**Assignment:** From the entries that follow, report every line in which "usize" occurs.

(Collected data)
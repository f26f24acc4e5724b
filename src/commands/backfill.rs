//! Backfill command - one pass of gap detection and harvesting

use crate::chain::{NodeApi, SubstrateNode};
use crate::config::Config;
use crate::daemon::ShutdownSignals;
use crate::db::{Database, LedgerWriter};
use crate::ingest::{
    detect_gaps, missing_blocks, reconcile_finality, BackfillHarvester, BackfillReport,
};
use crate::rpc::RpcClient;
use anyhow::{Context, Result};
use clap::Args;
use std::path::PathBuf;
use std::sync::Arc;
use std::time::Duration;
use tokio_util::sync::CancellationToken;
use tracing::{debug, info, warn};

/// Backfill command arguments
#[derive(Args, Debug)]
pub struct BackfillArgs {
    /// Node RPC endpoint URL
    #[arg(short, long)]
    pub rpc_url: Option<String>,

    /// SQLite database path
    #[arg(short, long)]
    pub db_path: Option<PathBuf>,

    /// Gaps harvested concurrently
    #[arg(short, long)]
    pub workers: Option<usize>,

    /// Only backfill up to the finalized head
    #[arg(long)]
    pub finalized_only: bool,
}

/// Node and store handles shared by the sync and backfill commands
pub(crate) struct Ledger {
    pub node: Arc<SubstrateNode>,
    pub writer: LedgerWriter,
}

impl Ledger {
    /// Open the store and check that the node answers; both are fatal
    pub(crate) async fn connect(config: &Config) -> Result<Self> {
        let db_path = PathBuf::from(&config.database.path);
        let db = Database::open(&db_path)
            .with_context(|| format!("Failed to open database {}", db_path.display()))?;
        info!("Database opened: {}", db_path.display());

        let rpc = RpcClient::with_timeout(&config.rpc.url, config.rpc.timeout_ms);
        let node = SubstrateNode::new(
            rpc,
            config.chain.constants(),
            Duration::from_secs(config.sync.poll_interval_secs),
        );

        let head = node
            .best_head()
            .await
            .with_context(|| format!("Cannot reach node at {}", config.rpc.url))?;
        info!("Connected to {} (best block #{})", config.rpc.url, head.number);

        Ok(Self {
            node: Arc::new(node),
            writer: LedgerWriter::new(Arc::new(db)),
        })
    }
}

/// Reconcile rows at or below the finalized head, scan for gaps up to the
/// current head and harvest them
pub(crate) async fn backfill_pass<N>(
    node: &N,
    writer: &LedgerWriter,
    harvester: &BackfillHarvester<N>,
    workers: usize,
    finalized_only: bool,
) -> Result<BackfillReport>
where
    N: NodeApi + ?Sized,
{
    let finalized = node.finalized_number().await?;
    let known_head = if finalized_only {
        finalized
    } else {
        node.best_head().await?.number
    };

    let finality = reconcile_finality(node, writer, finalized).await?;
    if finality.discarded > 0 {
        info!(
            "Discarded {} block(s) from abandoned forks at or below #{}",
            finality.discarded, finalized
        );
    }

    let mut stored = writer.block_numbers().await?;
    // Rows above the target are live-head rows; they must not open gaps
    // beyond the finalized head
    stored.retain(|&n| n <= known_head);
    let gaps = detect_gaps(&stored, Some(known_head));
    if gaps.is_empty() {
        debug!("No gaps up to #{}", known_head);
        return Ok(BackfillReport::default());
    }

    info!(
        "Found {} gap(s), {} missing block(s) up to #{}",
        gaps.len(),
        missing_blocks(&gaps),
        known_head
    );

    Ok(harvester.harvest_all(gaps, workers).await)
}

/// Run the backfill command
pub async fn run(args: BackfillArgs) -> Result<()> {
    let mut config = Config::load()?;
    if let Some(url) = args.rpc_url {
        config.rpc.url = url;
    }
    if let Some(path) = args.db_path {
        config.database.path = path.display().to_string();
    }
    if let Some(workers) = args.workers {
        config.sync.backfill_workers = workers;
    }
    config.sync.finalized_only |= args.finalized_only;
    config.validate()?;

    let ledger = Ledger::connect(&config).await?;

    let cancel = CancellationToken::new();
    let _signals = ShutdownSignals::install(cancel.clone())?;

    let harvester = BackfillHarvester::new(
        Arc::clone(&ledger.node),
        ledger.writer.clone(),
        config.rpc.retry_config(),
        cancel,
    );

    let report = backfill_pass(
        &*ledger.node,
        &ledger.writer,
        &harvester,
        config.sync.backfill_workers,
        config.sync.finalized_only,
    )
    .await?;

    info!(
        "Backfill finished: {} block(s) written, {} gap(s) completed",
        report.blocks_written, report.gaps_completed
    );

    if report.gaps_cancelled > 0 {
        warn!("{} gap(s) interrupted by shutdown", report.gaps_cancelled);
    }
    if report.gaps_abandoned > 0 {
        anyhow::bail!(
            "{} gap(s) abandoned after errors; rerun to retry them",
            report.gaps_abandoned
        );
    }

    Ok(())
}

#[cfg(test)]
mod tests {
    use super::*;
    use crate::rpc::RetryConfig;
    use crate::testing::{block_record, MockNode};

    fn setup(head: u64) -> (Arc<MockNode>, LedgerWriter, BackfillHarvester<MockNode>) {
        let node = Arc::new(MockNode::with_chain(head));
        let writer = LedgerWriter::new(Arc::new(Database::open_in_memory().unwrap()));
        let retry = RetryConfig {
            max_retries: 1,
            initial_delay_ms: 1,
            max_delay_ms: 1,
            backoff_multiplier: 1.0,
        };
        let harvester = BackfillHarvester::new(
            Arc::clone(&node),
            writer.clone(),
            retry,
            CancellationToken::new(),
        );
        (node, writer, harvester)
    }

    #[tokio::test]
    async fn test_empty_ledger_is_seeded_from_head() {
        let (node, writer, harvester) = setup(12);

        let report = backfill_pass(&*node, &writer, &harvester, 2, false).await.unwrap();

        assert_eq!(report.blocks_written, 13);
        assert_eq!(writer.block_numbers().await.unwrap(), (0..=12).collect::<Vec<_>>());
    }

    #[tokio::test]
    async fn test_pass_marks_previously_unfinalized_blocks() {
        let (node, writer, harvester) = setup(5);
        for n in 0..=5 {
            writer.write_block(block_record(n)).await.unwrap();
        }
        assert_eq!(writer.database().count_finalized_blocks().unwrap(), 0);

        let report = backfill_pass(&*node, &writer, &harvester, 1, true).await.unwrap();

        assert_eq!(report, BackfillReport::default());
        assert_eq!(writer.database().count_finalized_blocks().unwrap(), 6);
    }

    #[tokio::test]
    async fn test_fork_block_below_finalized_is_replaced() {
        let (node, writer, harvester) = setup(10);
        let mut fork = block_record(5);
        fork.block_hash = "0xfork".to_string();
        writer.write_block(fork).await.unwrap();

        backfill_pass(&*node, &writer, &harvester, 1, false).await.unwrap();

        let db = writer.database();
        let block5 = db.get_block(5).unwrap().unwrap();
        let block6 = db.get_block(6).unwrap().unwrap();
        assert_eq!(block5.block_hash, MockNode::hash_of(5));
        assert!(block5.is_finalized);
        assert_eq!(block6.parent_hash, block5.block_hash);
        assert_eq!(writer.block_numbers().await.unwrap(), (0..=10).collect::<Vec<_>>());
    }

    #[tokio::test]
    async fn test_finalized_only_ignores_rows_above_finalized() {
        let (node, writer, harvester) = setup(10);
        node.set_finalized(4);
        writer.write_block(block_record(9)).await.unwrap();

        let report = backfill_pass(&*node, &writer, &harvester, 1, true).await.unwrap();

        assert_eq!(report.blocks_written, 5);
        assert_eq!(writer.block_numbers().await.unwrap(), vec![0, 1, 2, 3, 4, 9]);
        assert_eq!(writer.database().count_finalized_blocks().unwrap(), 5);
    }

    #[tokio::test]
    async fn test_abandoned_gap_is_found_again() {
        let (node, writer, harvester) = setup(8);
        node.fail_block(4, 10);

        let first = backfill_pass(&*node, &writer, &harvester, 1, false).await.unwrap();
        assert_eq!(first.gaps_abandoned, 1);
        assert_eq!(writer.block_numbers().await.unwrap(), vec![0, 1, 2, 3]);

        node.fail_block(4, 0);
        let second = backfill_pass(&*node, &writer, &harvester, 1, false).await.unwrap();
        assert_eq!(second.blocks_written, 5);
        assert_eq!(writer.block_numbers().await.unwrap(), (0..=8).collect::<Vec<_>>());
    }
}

...

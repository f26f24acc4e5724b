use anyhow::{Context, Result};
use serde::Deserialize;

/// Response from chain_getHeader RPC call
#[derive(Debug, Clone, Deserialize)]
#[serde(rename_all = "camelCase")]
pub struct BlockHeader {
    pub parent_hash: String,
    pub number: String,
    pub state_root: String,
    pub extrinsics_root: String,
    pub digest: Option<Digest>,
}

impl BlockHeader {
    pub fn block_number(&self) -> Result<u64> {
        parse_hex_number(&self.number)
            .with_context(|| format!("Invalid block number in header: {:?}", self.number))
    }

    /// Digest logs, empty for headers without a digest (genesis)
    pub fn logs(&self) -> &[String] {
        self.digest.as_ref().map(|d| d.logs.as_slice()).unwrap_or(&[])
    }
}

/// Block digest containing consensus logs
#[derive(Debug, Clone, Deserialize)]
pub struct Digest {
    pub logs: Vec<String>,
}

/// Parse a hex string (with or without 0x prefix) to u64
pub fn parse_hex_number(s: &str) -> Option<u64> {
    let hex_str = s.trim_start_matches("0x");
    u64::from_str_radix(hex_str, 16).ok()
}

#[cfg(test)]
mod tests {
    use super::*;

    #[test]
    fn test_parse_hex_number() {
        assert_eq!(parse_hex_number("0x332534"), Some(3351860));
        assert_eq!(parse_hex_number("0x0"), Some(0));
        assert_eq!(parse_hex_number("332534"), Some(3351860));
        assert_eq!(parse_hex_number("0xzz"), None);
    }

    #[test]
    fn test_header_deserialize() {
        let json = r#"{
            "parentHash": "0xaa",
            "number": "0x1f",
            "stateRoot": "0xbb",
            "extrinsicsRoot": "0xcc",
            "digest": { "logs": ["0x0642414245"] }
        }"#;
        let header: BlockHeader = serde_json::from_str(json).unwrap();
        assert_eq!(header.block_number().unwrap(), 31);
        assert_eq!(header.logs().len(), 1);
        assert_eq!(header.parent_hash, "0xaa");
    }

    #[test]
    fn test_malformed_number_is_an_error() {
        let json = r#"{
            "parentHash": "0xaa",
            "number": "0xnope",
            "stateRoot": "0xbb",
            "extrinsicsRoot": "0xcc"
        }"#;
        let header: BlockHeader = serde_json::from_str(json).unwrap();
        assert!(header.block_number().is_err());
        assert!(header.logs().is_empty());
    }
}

...

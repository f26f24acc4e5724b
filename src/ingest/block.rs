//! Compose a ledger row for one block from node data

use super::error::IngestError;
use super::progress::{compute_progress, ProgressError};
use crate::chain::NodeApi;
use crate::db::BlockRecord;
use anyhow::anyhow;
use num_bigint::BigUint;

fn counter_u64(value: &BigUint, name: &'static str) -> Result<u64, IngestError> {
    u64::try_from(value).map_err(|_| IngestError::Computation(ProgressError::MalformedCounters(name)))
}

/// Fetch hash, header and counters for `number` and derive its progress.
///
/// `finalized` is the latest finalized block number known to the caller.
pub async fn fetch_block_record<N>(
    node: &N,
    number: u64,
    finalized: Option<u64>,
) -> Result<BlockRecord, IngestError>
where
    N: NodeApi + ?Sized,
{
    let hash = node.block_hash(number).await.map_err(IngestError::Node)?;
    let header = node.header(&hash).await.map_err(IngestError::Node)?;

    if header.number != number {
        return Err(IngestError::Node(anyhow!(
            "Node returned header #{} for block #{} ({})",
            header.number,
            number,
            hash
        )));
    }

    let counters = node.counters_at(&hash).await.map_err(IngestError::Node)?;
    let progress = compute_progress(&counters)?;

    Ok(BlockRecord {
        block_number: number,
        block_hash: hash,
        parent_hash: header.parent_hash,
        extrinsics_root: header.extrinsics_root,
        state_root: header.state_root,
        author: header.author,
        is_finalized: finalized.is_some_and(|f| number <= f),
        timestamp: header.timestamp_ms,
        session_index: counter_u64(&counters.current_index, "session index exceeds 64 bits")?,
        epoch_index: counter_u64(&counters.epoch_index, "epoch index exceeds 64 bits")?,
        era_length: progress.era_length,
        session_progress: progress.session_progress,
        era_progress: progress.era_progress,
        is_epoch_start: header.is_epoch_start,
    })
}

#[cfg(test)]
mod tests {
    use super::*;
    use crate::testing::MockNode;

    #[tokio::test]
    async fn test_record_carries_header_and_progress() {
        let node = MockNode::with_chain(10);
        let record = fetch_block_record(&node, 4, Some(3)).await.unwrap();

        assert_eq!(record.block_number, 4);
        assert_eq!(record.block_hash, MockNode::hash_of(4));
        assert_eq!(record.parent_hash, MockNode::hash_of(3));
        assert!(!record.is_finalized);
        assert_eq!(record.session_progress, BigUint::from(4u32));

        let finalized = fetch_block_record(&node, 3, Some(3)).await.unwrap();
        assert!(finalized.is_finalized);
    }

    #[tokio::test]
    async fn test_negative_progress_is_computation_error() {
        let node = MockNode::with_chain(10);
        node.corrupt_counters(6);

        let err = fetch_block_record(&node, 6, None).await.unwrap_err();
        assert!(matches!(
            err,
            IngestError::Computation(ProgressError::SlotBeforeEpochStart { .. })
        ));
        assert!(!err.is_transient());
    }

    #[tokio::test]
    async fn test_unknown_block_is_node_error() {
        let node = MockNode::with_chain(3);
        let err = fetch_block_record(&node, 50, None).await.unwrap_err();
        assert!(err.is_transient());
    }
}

**Exercise result:**
    pub workers: Option<usize>,
    workers: usize,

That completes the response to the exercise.